One can envisage at least three advantages to regulating ORC activity in metazoan cells. The first is to prevent reassembly of pre-RCs during S phase by simply inactivating ORC-chromatin sites where initiation occurred through destabilization and subsequent ubiquitination of Orc1. Since mammalian Cdc6p binds Orc1 (47), selective inactivation of Orc1 may directly prevent recruitment of Cdc6p to the ORC-chromatin site. By applying this strategy to newly assembled ORC-chromatin sites as well as to those sites where initiation has occurred, the decision to reenter a proliferative cell cycle is delayed until mitosis is complete and a nuclear membrane has been reassembled. This leads directly to a second regulatory role for Orc1.
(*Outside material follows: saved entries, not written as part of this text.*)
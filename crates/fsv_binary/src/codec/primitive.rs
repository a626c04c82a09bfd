use core::any::TypeId;
use std::io::{Read, Write};
use std::time::{Duration, SystemTime, UNIX_EPOCH};

use byteorder::{LittleEndian, ReadBytesExt, WriteBytesExt};
use fsv_reflect::Reflect;

use crate::error::{Error, Result};

const NANOS_PER_SEC: u32 = 1_000_000_000;

// -----------------------------------------------------------------------------
// Framing helpers

/// Writes a `bool` as one byte, `0` or `1`.
#[inline]
pub fn write_bool<W: Write + ?Sized>(writer: &mut W, value: bool) -> Result<()> {
    writer.write_u8(value as u8)?;
    Ok(())
}

/// Reads a one byte `bool`, any byte other than `0` or `1` is invalid.
pub fn read_bool<R: Read + ?Sized>(reader: &mut R) -> Result<bool> {
    match reader.read_u8()? {
        0 => Ok(false),
        1 => Ok(true),
        byte => Err(Error::invalid_data(format!("{byte:#04x} is not a bool"))),
    }
}

#[inline]
pub fn write_i32<W: Write + ?Sized>(writer: &mut W, value: i32) -> Result<()> {
    writer.write_i32::<LittleEndian>(value)?;
    Ok(())
}

#[inline]
pub fn read_i32<R: Read + ?Sized>(reader: &mut R) -> Result<i32> {
    Ok(reader.read_i32::<LittleEndian>()?)
}

/// Writes an element count or byte length as `i32`.
pub fn write_len<W: Write + ?Sized>(writer: &mut W, len: usize) -> Result<()> {
    let len = i32::try_from(len)
        .map_err(|_| Error::invalid_data(format!("length {len} does not fit in i32")))?;
    write_i32(writer, len)
}

/// Reads an `i32` element count or byte length, negative values are invalid.
pub fn read_len<R: Read + ?Sized>(reader: &mut R) -> Result<usize> {
    let len = read_i32(reader)?;
    usize::try_from(len).map_err(|_| Error::invalid_data(format!("negative length {len}")))
}

/// Writes `<i32 byte length><UTF-8 bytes>`.
pub fn write_str<W: Write + ?Sized>(writer: &mut W, value: &str) -> Result<()> {
    write_len(writer, value.len())?;
    writer.write_all(value.as_bytes())?;
    Ok(())
}

pub fn read_string<R: Read + ?Sized>(reader: &mut R) -> Result<String> {
    let len = read_len(reader)?;
    // Sized by the bytes actually read, not by the claimed length.
    let mut bytes = Vec::new();
    Read::take(&mut *reader, len as u64).read_to_end(&mut bytes)?;
    if bytes.len() != len {
        return Err(Error::Io(std::io::ErrorKind::UnexpectedEof.into()));
    }
    String::from_utf8(bytes).map_err(|err| Error::invalid_data(err.to_string()))
}

// -----------------------------------------------------------------------------
// Time

fn write_duration<W: Write + ?Sized>(writer: &mut W, value: Duration) -> Result<()> {
    writer.write_u64::<LittleEndian>(value.as_secs())?;
    writer.write_u32::<LittleEndian>(value.subsec_nanos())?;
    Ok(())
}

fn read_nanos<R: Read + ?Sized>(reader: &mut R) -> Result<u32> {
    let nanos = reader.read_u32::<LittleEndian>()?;
    if nanos >= NANOS_PER_SEC {
        return Err(Error::invalid_data(format!("{nanos} nanoseconds out of range")));
    }
    Ok(nanos)
}

fn read_duration<R: Read + ?Sized>(reader: &mut R) -> Result<Duration> {
    let secs = reader.read_u64::<LittleEndian>()?;
    let nanos = read_nanos(reader)?;
    Ok(Duration::new(secs, nanos))
}

// `<i64 secs><u32 nanos>` since the epoch, `nanos` always counts forward.
fn write_system_time<W: Write + ?Sized>(writer: &mut W, value: SystemTime) -> Result<()> {
    let out_of_range = || Error::invalid_data("system time out of range");
    let (secs, nanos) = match value.duration_since(UNIX_EPOCH) {
        Ok(after) => (
            i64::try_from(after.as_secs()).map_err(|_| out_of_range())?,
            after.subsec_nanos(),
        ),
        Err(err) => {
            let before = err.duration();
            let secs = i64::try_from(before.as_secs()).map_err(|_| out_of_range())?;
            match before.subsec_nanos() {
                0 => (-secs, 0),
                nanos => (-secs - 1, NANOS_PER_SEC - nanos),
            }
        }
    };
    writer.write_i64::<LittleEndian>(secs)?;
    writer.write_u32::<LittleEndian>(nanos)?;
    Ok(())
}

fn read_system_time<R: Read + ?Sized>(reader: &mut R) -> Result<SystemTime> {
    let secs = reader.read_i64::<LittleEndian>()?;
    let nanos = read_nanos(reader)?;
    let base = if secs >= 0 {
        UNIX_EPOCH.checked_add(Duration::from_secs(secs as u64))
    } else {
        UNIX_EPOCH.checked_sub(Duration::from_secs(secs.unsigned_abs()))
    };
    base.and_then(|time| time.checked_add(Duration::from_nanos(nanos as u64)))
        .ok_or_else(|| Error::invalid_data("system time out of range"))
}

// -----------------------------------------------------------------------------
// Primitive

/// Returns `true` if `type_id` is in the fixed primitive set.
///
/// The set is `bool`, `u8`..`u64`, `i8`..`i64`, `f32`, `f64`, `char`,
/// `()`, `Duration`, `SystemTime` and `String`.
pub fn is_primitive(type_id: TypeId) -> bool {
    [
        TypeId::of::<bool>(),
        TypeId::of::<u8>(),
        TypeId::of::<u16>(),
        TypeId::of::<u32>(),
        TypeId::of::<u64>(),
        TypeId::of::<i8>(),
        TypeId::of::<i16>(),
        TypeId::of::<i32>(),
        TypeId::of::<i64>(),
        TypeId::of::<f32>(),
        TypeId::of::<f64>(),
        TypeId::of::<char>(),
        TypeId::of::<()>(),
        TypeId::of::<Duration>(),
        TypeId::of::<SystemTime>(),
        TypeId::of::<String>(),
    ]
    .contains(&type_id)
}

macro_rules! write_numbers {
    ($writer:ident, $value:ident; $($ty:ty => $method:ident),* $(,)?) => {
        $(
            if let Some(value) = $value.downcast_ref::<$ty>() {
                $writer.$method::<LittleEndian>(*value)?;
                return Ok(());
            }
        )*
    };
}

macro_rules! read_numbers {
    ($reader:ident, $target:ident; $($ty:ty => $method:ident),* $(,)?) => {
        $(
            if let Some(target) = $target.downcast_mut::<$ty>() {
                *target = $reader.$method::<LittleEndian>()?;
                return Ok(());
            }
        )*
    };
}

/// Writes a value of the primitive set in its fixed-width form.
///
/// # Errors
///
/// [`Error::UnsupportedPrimitiveType`] for any type outside the set, see
/// [`is_primitive`].
///
/// # Examples
///
/// ```
/// use fsv_binary::codec::write_primitive;
///
/// let mut bytes = Vec::new();
/// write_primitive(&mut bytes, &7_i32).unwrap();
/// write_primitive(&mut bytes, &String::from("hi")).unwrap();
/// assert_eq!(bytes, [7, 0, 0, 0, 2, 0, 0, 0, b'h', b'i']);
/// ```
pub fn write_primitive<W: Write + ?Sized>(writer: &mut W, value: &dyn Reflect) -> Result<()> {
    write_numbers! { writer, value;
        u16 => write_u16,
        u32 => write_u32,
        u64 => write_u64,
        i16 => write_i16,
        i32 => write_i32,
        i64 => write_i64,
        f32 => write_f32,
        f64 => write_f64,
    }

    if let Some(value) = value.downcast_ref::<bool>() {
        write_bool(writer, *value)
    } else if let Some(value) = value.downcast_ref::<u8>() {
        writer.write_u8(*value)?;
        Ok(())
    } else if let Some(value) = value.downcast_ref::<i8>() {
        writer.write_i8(*value)?;
        Ok(())
    } else if let Some(value) = value.downcast_ref::<char>() {
        writer.write_u32::<LittleEndian>(*value as u32)?;
        Ok(())
    } else if let Some(value) = value.downcast_ref::<String>() {
        write_str(writer, value)
    } else if let Some(value) = value.downcast_ref::<Duration>() {
        write_duration(writer, *value)
    } else if let Some(value) = value.downcast_ref::<SystemTime>() {
        write_system_time(writer, *value)
    } else if value.is::<()>() {
        Ok(())
    } else {
        Err(Error::UnsupportedPrimitiveType {
            type_path: value.reflect_type_path(),
        })
    }
}

/// Reads a value of the primitive set into `target`.
///
/// # Errors
///
/// [`Error::UnsupportedPrimitiveType`] for any type outside the set,
/// [`Error::InvalidData`] for bytes that are not a value of the type.
pub fn read_primitive<R: Read + ?Sized>(reader: &mut R, target: &mut dyn Reflect) -> Result<()> {
    read_numbers! { reader, target;
        u16 => read_u16,
        u32 => read_u32,
        u64 => read_u64,
        i16 => read_i16,
        i32 => read_i32,
        i64 => read_i64,
        f32 => read_f32,
        f64 => read_f64,
    }

    if let Some(target) = target.downcast_mut::<bool>() {
        *target = read_bool(reader)?;
    } else if let Some(target) = target.downcast_mut::<u8>() {
        *target = reader.read_u8()?;
    } else if let Some(target) = target.downcast_mut::<i8>() {
        *target = reader.read_i8()?;
    } else if let Some(target) = target.downcast_mut::<char>() {
        let scalar = reader.read_u32::<LittleEndian>()?;
        *target = char::from_u32(scalar)
            .ok_or_else(|| Error::invalid_data(format!("{scalar:#x} is not a char")))?;
    } else if let Some(target) = target.downcast_mut::<String>() {
        *target = read_string(reader)?;
    } else if let Some(target) = target.downcast_mut::<Duration>() {
        *target = read_duration(reader)?;
    } else if let Some(target) = target.downcast_mut::<SystemTime>() {
        *target = read_system_time(reader)?;
    } else if !target.is::<()>() {
        return Err(Error::UnsupportedPrimitiveType {
            type_path: target.reflect_type_path(),
        });
    }
    Ok(())
}

#[cfg(test)]
mod tests {
    use core::any::TypeId;
    use std::time::{Duration, SystemTime, UNIX_EPOCH};

    use fsv_reflect::info::TypeHandle;

    use super::*;

    #[test]
    fn fixed_width_little_endian() {
        let mut bytes = Vec::new();
        write_primitive(&mut bytes, &true).unwrap();
        write_primitive(&mut bytes, &0x0102_u16).unwrap();
        write_primitive(&mut bytes, &-2_i8).unwrap();
        write_primitive(&mut bytes, &'A').unwrap();
        write_primitive(&mut bytes, &()).unwrap();
        assert_eq!(bytes, [1, 0x02, 0x01, 0xFE, 0x41, 0, 0, 0]);

        let mut reader = bytes.as_slice();
        let (mut a, mut b, mut c, mut d) = (false, 0_u16, 0_i8, ' ');
        read_primitive(&mut reader, &mut a).unwrap();
        read_primitive(&mut reader, &mut b).unwrap();
        read_primitive(&mut reader, &mut c).unwrap();
        read_primitive(&mut reader, &mut d).unwrap();
        read_primitive(&mut reader, &mut ()).unwrap();
        assert_eq!((a, b, c, d), (true, 0x0102, -2, 'A'));
        assert!(reader.is_empty());
    }

    #[test]
    fn floats_and_wide_integers() {
        let mut bytes = Vec::new();
        write_primitive(&mut bytes, &1.5_f32).unwrap();
        write_primitive(&mut bytes, &-0.25_f64).unwrap();
        write_primitive(&mut bytes, &u64::MAX).unwrap();
        assert_eq!(bytes.len(), 4 + 8 + 8);

        let mut reader = bytes.as_slice();
        let (mut a, mut b, mut c) = (0_f32, 0_f64, 0_u64);
        read_primitive(&mut reader, &mut a).unwrap();
        read_primitive(&mut reader, &mut b).unwrap();
        read_primitive(&mut reader, &mut c).unwrap();
        assert_eq!((a, b, c), (1.5, -0.25, u64::MAX));
    }

    #[test]
    fn invalid_bool_and_char() {
        let mut value = false;
        let err = read_primitive(&mut [2_u8].as_slice(), &mut value).unwrap_err();
        assert!(matches!(err, Error::InvalidData(_)));

        let mut value = ' ';
        let surrogate = 0xD800_u32.to_le_bytes();
        let err = read_primitive(&mut surrogate.as_slice(), &mut value).unwrap_err();
        assert!(matches!(err, Error::InvalidData(_)));
    }

    #[test]
    fn strings() {
        let mut bytes = Vec::new();
        write_str(&mut bytes, "héllo").unwrap();
        assert_eq!(&bytes[..4], &6_i32.to_le_bytes());
        assert_eq!(read_string(&mut bytes.as_slice()).unwrap(), "héllo");

        let negative = (-1_i32).to_le_bytes();
        let err = read_string(&mut negative.as_slice()).unwrap_err();
        assert!(matches!(err, Error::InvalidData(_)));

        let mut truncated = 10_i32.to_le_bytes().to_vec();
        truncated.extend_from_slice(b"abc");
        let err = read_string(&mut truncated.as_slice()).unwrap_err();
        assert!(matches!(err, Error::Io(_)));

        let mut invalid = 2_i32.to_le_bytes().to_vec();
        invalid.extend_from_slice(&[0xC3, 0x28]);
        let err = read_string(&mut invalid.as_slice()).unwrap_err();
        assert!(matches!(err, Error::InvalidData(_)));
    }

    #[test]
    fn time_values() {
        let times = [
            UNIX_EPOCH,
            UNIX_EPOCH + Duration::new(1_700_000_000, 123),
            UNIX_EPOCH - Duration::new(5, 250_000_000),
            UNIX_EPOCH - Duration::from_secs(7),
        ];
        for time in times {
            let mut bytes = Vec::new();
            write_primitive(&mut bytes, &time).unwrap();
            assert_eq!(bytes.len(), 12);
            let mut back = SystemTime::now();
            read_primitive(&mut bytes.as_slice(), &mut back).unwrap();
            assert_eq!(back, time);
        }

        let before = UNIX_EPOCH - Duration::new(5, 250_000_000);
        let mut bytes = Vec::new();
        write_primitive(&mut bytes, &before).unwrap();
        assert_eq!(&bytes[..8], &(-6_i64).to_le_bytes());
        assert_eq!(&bytes[8..], &750_000_000_u32.to_le_bytes());

        let mut bytes = Vec::new();
        write_primitive(&mut bytes, &Duration::new(3, 4)).unwrap();
        let mut back = Duration::ZERO;
        read_primitive(&mut bytes.as_slice(), &mut back).unwrap();
        assert_eq!(back, Duration::new(3, 4));

        let mut bad = 0_u64.to_le_bytes().to_vec();
        bad.extend_from_slice(&NANOS_PER_SEC.to_le_bytes());
        let err = read_primitive(&mut bad.as_slice(), &mut back).unwrap_err();
        assert!(matches!(err, Error::InvalidData(_)));
    }

    #[test]
    fn unsupported_types() {
        assert!(is_primitive(TypeId::of::<String>()));
        assert!(!is_primitive(TypeId::of::<Vec<u8>>()));

        let err = write_primitive(&mut Vec::new(), &vec![1_u8]).unwrap_err();
        assert!(matches!(
            err,
            Error::UnsupportedPrimitiveType { type_path: "alloc::vec::Vec<u8>" }
        ));
        let mut handle = TypeHandle::none();
        let err = read_primitive(&mut [0_u8].as_slice(), &mut handle).unwrap_err();
        assert!(matches!(err, Error::UnsupportedPrimitiveType { .. }));
    }

    #[test]
    fn lengths() {
        let mut bytes = Vec::new();
        write_len(&mut bytes, 3).unwrap();
        assert_eq!(read_len(&mut bytes.as_slice()).unwrap(), 3);
        assert!(write_len(&mut bytes, usize::MAX).is_err());
    }
}
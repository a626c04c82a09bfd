#![doc = include_str!("../README.md")]
#![cfg_attr(docsrs, feature(doc_cfg))]

// -----------------------------------------------------------------------------
// Modules

mod default;
mod typeid_map;

pub mod hash;

// -----------------------------------------------------------------------------
// Top-level exports

pub use default::default;
pub use typeid_map::TypeIdMap;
Reassembly of Orc1 into stable ORC-chromatin sites provides a mechanism for selecting which of the many potential initiation sites along the genome will be activated (the Jesuit model in references 8 and 9). Concurrent with the accumulation of stably bound Orc1 and Mcm proteins on mammalian chromatin is the appearance of pre-RCs in nuclei from G1-phase cells at the same specific initiation sites normally used in vivo (25, 34). This cell cycle-dependent event is referred to as the origin decision point (56). Prior to the origin decision point, Xenopus egg extract can initiate DNA replication randomly throughout the hamster genome (25, 34, 57, 59), a phenomenon that is dependent on Xenopus Orc proteins (25, 34). This phenomenon could account for the observation that both early and late replicating regions of the hamster genome replicate concurrently when early G1 nuclei (1 h postmetaphase) are incubated in a Xenopus egg extract (13). Thus, the absence of stably bound Orc1 during the S-to-M transition allows the number and locations of initiation sites to be reprogrammed during animal development.
Finally, cell cycle-dependent ORC instability offers a primary checkpoint control mechanism by which cells could disassemble ORC-chromatin sites and thereby prevent proliferation under special circumstances, for example, cells that have sustained DNA damage or that have entered a quiescent or terminally differentiated state. Cells entering a quiescent state have, in fact, been shown to lose their ability to establish pre-RCs at specific genomic sites (57) and to bind Cdc6 and Mcm proteins to their chromatin (30, 50). Moreover, terminally differentiated cells lack critical proteins required for the assembly of pre-RCs (28). While the mechanisms involved have not yet been elucidated, ubiquitination and destruction of Orc1 may well trigger a cascade of events that shuts down cell proliferation pathways.
Acknowledgments
We are indebted to Alex Vassilev and Xiaohong Zhang for preparing the FLAG-Orc1 and FLAG-Orc2 proteins and to the members of the DePamphilis laboratory for their helpful advice and suggestions.
REFERENCES
- 1.Abdurashidova, G., S. Riva, G. Biamonti, M. Giacca, and A. Falaschi. 1998. Cell cycle modulation of protein-DNA interactions at a human replication origin. EMBO J. 17:2961–2969. [DOI] [PMC free article] [PubMed] [Google Scholar]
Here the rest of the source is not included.